[Start of section]
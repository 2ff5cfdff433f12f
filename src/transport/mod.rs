//! Detection event delivery.
//!
//! The pipeline hands each event to an [`EventPublisher`] exactly once. Delivery
//! is best-effort: a failed publish is logged by the caller and never retried.

mod mqtt;
mod tls;

pub use mqtt::{MqttPublisher, MqttSettings};
pub use tls::{parse_mqtt_endpoint, MqttEndpoint, TlsMaterials};

use anyhow::Result;
use serde::Serialize;

use crate::pipeline::DetectionEvent;

pub const EVENT_TYPE: &str = "motion_face_detection";
pub const DEFAULT_LOCATION: &str = "rtsp_camera";

pub trait EventPublisher: Send + Sync {
    fn name(&self) -> &'static str;

    fn publish(&self, event: &DetectionEvent) -> Result<()>;
}

#[derive(Clone, Copy, Debug, PartialEq, Eq, Serialize)]
#[serde(rename_all = "lowercase")]
pub enum AlertLevel {
    High,
    Medium,
}

/// Message-bus payload for one detection event.
#[derive(Clone, Debug, PartialEq, Serialize)]
pub struct DetectionPayload {
    pub event_type: &'static str,
    pub timestamp: String,
    pub location: String,
    pub person_detected: bool,
    pub confidence: f32,
    pub alert_level: AlertLevel,
    pub message: String,
}

impl DetectionPayload {
    pub fn from_event(event: &DetectionEvent, location: &str) -> Self {
        let unknown = event.results.iter().filter(|r| !r.is_known).count();
        let alert_level = if unknown > 0 {
            AlertLevel::High
        } else {
            AlertLevel::Medium
        };
        Self {
            event_type: EVENT_TYPE,
            timestamp: event.timestamp.to_rfc3339(),
            location: location.to_string(),
            person_detected: event.person_detected(),
            confidence: event.max_confidence(),
            alert_level,
            message: summarize(event, unknown),
        }
    }

    pub fn to_json(&self) -> Result<Vec<u8>> {
        Ok(serde_json::to_vec(self)?)
    }
}

fn summarize(event: &DetectionEvent, unknown: usize) -> String {
    if event.results.is_empty() {
        return "motion detected, no face found".to_string();
    }
    let known: Vec<String> = event
        .results
        .iter()
        .filter(|r| r.is_known)
        .map(|r| format!("{} ({:.2})", r.name, r.confidence))
        .collect();
    match (known.is_empty(), unknown) {
        (false, 0) => format!("known: {}", known.join(", ")),
        (true, n) => format!("{} unknown face(s) detected", n),
        (false, n) => format!("known: {}; {} unknown face(s)", known.join(", "), n),
    }
}

/// Writes events to the log instead of a broker.
#[derive(Clone, Debug)]
pub struct LogPublisher {
    location: String,
}

impl LogPublisher {
    pub fn new(location: impl Into<String>) -> Self {
        Self {
            location: location.into(),
        }
    }
}

impl Default for LogPublisher {
    fn default() -> Self {
        Self::new(DEFAULT_LOCATION)
    }
}

impl EventPublisher for LogPublisher {
    fn name(&self) -> &'static str {
        "log"
    }

    fn publish(&self, event: &DetectionEvent) -> Result<()> {
        let payload = DetectionPayload::from_event(event, &self.location);
        log::info!("detection event: {}", serde_json::to_string(&payload)?);
        Ok(())
    }
}
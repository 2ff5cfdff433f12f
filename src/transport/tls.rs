//! Broker endpoint parsing and TLS transport selection.
//!
//! `mqtts://` (or `ssl://`) enables TLS. Without a CA the system/webpki roots are
//! used; a client certificate and key enable mutual TLS and must come together.

use anyhow::{anyhow, Context, Result};
use rumqttc::Transport;
use std::path::Path;

pub const DEFAULT_MQTT_PORT: u16 = 1883;
pub const DEFAULT_MQTTS_PORT: u16 = 8883;

#[derive(Clone, Debug, PartialEq, Eq)]
pub struct MqttEndpoint {
    pub host: String,
    pub port: u16,
    pub use_tls: bool,
}

/// Parse `[scheme://]host[:port]`. IPv6 hosts go in brackets.
pub fn parse_mqtt_endpoint(addr: &str) -> Result<MqttEndpoint> {
    let mut use_tls = false;
    let mut remainder = addr.trim();

    if let Some((scheme, rest)) = remainder.split_once("://") {
        match scheme.to_ascii_lowercase().as_str() {
            "mqtt" | "tcp" => {}
            "mqtts" | "ssl" => use_tls = true,
            other => return Err(anyhow!("unsupported MQTT scheme: {}", other)),
        }
        remainder = rest;
    }
    let remainder = remainder.trim_end_matches('/');
    if remainder.is_empty() {
        return Err(anyhow!("missing MQTT host in '{}'", addr));
    }

    let default_port = if use_tls {
        DEFAULT_MQTTS_PORT
    } else {
        DEFAULT_MQTT_PORT
    };
    let (host, port) = split_host_port(remainder, default_port)?;
    Ok(MqttEndpoint {
        host,
        port,
        use_tls,
    })
}

fn split_host_port(addr: &str, default_port: u16) -> Result<(String, u16)> {
    if let Some(rest) = addr.strip_prefix('[') {
        let (host, rest) = rest
            .split_once(']')
            .ok_or_else(|| anyhow!("invalid MQTT address: {}", addr))?;
        let port = match rest.strip_prefix(':') {
            Some(port) => port.parse().context("invalid MQTT port")?,
            None if rest.is_empty() => default_port,
            None => return Err(anyhow!("invalid MQTT address: {}", addr)),
        };
        return Ok((host.to_string(), port));
    }

    match addr.rsplit_once(':') {
        Some((host, port)) => {
            let port: u16 = port.parse().context("invalid MQTT port")?;
            Ok((host.to_string(), port))
        }
        None => Ok((addr.to_string(), default_port)),
    }
}

/// PEM material for TLS connections.
#[derive(Clone, Debug, Default)]
pub struct TlsMaterials {
    pub ca: Option<Vec<u8>>,
    pub client_auth: Option<(Vec<u8>, Vec<u8>)>,
}

impl TlsMaterials {
    pub fn load(
        ca_path: Option<&Path>,
        client_cert_path: Option<&Path>,
        client_key_path: Option<&Path>,
    ) -> Result<Self> {
        let ca = match ca_path {
            Some(path) => Some(
                std::fs::read(path)
                    .with_context(|| format!("failed to read MQTT TLS CA '{}'", path.display()))?,
            ),
            None => None,
        };

        let client_auth = match (client_cert_path, client_key_path) {
            (Some(cert_path), Some(key_path)) => {
                let cert = std::fs::read(cert_path).with_context(|| {
                    format!("failed to read MQTT TLS client cert '{}'", cert_path.display())
                })?;
                let key = std::fs::read(key_path).with_context(|| {
                    format!("failed to read MQTT TLS client key '{}'", key_path.display())
                })?;
                Some((cert, key))
            }
            (None, None) => None,
            _ => {
                return Err(anyhow!(
                    "MQTT TLS client cert and key must be provided together"
                ))
            }
        };

        Ok(Self { ca, client_auth })
    }

    pub fn is_empty(&self) -> bool {
        self.ca.is_none() && self.client_auth.is_none()
    }

    pub fn build_transport(&self, endpoint: &MqttEndpoint) -> Result<Transport> {
        if !endpoint.use_tls {
            if !self.is_empty() {
                return Err(anyhow!(
                    "MQTT TLS materials provided but the broker URL is not mqtts://"
                ));
            }
            return Ok(Transport::tcp());
        }

        if self.is_empty() {
            return Ok(Transport::tls_with_default_config());
        }

        let ca = self.ca.clone().ok_or_else(|| {
            anyhow!("MQTT TLS CA certificate is required when providing client certificates")
        })?;
        Ok(Transport::tls(ca, self.client_auth.clone(), None))
    }
}

#[cfg(test)]
mod tests {
    use super::*;

    #[test]
    fn parses_endpoints() -> Result<()> {
        assert_eq!(
            parse_mqtt_endpoint("mqtt://broker.local:1884")?,
            MqttEndpoint {
                host: "broker.local".into(),
                port: 1884,
                use_tls: false
            }
        );
        let tls = parse_mqtt_endpoint("mqtts://broker.local")?;
        assert!(tls.use_tls);
        assert_eq!(tls.port, DEFAULT_MQTTS_PORT);
        assert_eq!(parse_mqtt_endpoint("10.0.0.5")?.port, DEFAULT_MQTT_PORT);
        let v6 = parse_mqtt_endpoint("[::1]:1883")?;
        assert_eq!(v6.host, "::1");
        Ok(())
    }

    #[test]
    fn rejects_bad_endpoints() {
        assert!(parse_mqtt_endpoint("http://broker").is_err());
        assert!(parse_mqtt_endpoint("mqtt://").is_err());
        assert!(parse_mqtt_endpoint("broker:notaport").is_err());
    }

    #[test]
    fn tls_materials_require_tls_endpoint() -> Result<()> {
        let plain = parse_mqtt_endpoint("mqtt://broker")?;
        let materials = TlsMaterials {
            ca: Some(b"pem".to_vec()),
            client_auth: None,
        };
        assert!(materials.build_transport(&plain).is_err());
        assert!(TlsMaterials::default().build_transport(&plain).is_ok());
        Ok(())
    }

    #[test]
    fn client_cert_without_key_is_rejected() -> Result<()> {
        let dir = tempfile::tempdir()?;
        let cert = dir.path().join("client.pem");
        std::fs::write(&cert, b"cert")?;
        assert!(TlsMaterials::load(None, Some(&cert), None).is_err());
        Ok(())
    }
}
[End of section]
**What you need to do**: Whenever the word "iter" appears in a line of the data above, that line counts. Say how many lines count, and nothing more.

**The answer**: 2